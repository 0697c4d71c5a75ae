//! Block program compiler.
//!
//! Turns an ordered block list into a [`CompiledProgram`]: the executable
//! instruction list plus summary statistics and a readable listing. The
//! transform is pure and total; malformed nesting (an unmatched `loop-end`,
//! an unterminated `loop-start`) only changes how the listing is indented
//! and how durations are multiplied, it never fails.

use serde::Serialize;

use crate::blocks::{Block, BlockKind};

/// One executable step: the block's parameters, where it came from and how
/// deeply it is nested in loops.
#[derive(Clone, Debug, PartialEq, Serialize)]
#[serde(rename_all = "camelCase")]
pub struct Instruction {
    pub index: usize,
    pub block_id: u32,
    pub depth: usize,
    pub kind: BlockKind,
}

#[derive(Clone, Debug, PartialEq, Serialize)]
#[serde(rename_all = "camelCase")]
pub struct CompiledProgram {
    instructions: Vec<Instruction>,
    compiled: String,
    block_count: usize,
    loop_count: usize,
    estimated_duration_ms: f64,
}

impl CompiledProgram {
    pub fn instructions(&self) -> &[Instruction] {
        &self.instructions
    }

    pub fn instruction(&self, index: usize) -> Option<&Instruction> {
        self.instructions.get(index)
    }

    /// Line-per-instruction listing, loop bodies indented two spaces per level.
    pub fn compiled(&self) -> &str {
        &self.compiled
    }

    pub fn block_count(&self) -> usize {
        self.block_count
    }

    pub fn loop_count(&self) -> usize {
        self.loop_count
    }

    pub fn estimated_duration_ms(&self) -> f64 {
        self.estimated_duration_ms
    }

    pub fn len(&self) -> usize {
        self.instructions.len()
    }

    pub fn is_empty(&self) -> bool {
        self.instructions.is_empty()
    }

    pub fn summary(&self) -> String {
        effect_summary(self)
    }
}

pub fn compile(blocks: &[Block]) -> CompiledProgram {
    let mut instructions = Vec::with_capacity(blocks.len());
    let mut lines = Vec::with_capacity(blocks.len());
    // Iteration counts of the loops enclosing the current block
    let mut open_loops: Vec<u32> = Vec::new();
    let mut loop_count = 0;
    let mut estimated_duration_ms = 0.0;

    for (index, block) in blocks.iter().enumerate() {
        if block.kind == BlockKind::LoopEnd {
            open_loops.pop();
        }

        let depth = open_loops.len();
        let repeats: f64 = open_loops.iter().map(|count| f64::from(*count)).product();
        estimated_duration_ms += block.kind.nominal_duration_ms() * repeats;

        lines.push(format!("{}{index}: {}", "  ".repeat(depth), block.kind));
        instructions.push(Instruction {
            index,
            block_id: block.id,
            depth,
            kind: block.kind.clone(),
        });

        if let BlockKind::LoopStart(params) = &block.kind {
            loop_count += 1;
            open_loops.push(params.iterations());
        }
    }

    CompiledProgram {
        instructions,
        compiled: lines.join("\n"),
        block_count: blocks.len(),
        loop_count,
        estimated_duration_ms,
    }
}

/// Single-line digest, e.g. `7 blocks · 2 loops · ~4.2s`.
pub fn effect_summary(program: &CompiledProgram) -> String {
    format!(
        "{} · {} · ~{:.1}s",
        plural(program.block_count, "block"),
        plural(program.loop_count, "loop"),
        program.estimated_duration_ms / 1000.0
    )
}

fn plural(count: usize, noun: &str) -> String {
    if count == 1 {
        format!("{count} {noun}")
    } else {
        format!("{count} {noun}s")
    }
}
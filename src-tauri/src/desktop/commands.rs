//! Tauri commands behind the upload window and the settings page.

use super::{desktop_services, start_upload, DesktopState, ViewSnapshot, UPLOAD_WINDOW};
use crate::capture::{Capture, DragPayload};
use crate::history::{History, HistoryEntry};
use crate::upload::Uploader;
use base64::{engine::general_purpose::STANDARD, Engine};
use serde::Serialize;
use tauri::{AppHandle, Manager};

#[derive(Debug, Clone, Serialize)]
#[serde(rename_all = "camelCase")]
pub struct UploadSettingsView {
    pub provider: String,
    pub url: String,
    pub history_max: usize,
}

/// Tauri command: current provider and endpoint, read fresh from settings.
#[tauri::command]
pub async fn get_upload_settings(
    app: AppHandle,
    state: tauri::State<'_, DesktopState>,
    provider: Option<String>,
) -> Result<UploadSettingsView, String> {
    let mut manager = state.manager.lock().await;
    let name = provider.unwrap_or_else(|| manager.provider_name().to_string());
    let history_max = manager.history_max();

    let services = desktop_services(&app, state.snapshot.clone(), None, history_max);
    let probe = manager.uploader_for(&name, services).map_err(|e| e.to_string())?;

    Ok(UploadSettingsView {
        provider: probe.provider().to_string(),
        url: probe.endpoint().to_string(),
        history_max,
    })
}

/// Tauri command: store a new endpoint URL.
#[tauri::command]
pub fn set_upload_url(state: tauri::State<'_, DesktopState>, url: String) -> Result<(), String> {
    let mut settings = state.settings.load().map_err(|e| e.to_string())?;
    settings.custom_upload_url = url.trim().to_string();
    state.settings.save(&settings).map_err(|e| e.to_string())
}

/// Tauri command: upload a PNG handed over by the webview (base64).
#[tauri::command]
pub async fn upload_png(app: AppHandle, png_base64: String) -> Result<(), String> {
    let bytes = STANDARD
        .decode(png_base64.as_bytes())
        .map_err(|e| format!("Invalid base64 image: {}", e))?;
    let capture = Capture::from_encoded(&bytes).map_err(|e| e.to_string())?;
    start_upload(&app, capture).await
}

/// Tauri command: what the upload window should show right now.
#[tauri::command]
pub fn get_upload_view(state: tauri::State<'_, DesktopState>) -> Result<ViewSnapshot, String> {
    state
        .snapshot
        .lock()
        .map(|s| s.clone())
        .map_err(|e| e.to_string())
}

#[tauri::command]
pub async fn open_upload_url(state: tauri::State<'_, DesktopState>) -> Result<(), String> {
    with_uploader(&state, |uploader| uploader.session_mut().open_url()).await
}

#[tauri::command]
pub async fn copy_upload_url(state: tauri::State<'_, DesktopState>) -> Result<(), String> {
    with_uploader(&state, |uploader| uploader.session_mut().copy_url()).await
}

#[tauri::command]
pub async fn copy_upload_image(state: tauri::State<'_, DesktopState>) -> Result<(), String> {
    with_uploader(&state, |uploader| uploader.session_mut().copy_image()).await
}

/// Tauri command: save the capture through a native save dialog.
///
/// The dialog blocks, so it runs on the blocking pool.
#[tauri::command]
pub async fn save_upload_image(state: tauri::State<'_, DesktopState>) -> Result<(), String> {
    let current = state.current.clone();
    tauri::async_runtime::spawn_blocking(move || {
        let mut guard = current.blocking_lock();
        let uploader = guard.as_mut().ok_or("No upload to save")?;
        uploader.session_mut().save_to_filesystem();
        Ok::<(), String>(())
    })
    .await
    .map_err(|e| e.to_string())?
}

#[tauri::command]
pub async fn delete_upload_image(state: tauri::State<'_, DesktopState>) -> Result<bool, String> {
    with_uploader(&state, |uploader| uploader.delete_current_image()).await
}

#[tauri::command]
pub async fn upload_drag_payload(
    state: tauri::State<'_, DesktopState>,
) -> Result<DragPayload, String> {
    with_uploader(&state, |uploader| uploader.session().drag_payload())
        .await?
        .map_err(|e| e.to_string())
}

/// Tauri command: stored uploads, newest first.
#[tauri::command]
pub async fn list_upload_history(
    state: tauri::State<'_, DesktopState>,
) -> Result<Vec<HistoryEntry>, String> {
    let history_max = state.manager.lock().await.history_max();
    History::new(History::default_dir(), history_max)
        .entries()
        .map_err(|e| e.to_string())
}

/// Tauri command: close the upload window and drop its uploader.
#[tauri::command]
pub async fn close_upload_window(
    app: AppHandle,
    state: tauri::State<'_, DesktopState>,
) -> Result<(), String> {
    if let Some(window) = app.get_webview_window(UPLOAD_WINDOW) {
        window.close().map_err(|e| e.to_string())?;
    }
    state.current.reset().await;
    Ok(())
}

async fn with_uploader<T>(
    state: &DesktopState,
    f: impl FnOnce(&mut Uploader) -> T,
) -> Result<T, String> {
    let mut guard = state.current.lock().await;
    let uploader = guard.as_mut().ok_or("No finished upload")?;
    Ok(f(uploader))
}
------------------------------------------------
**Task requirements**:
From the records above, quote only the lines running from the line with "pub fn compile(blocks: &[Block])" to the line with "let mut open_loops: Vec<u32>", both lines included.

**Solution to the problem**:
pub fn compile(blocks: &[Block]) -> CompiledProgram {
    let mut instructions = Vec::with_capacity(blocks.len());
    let mut lines = Vec::with_capacity(blocks.len());
    // Iteration counts of the loops enclosing the current block
    let mut open_loops: Vec<u32> = Vec::new();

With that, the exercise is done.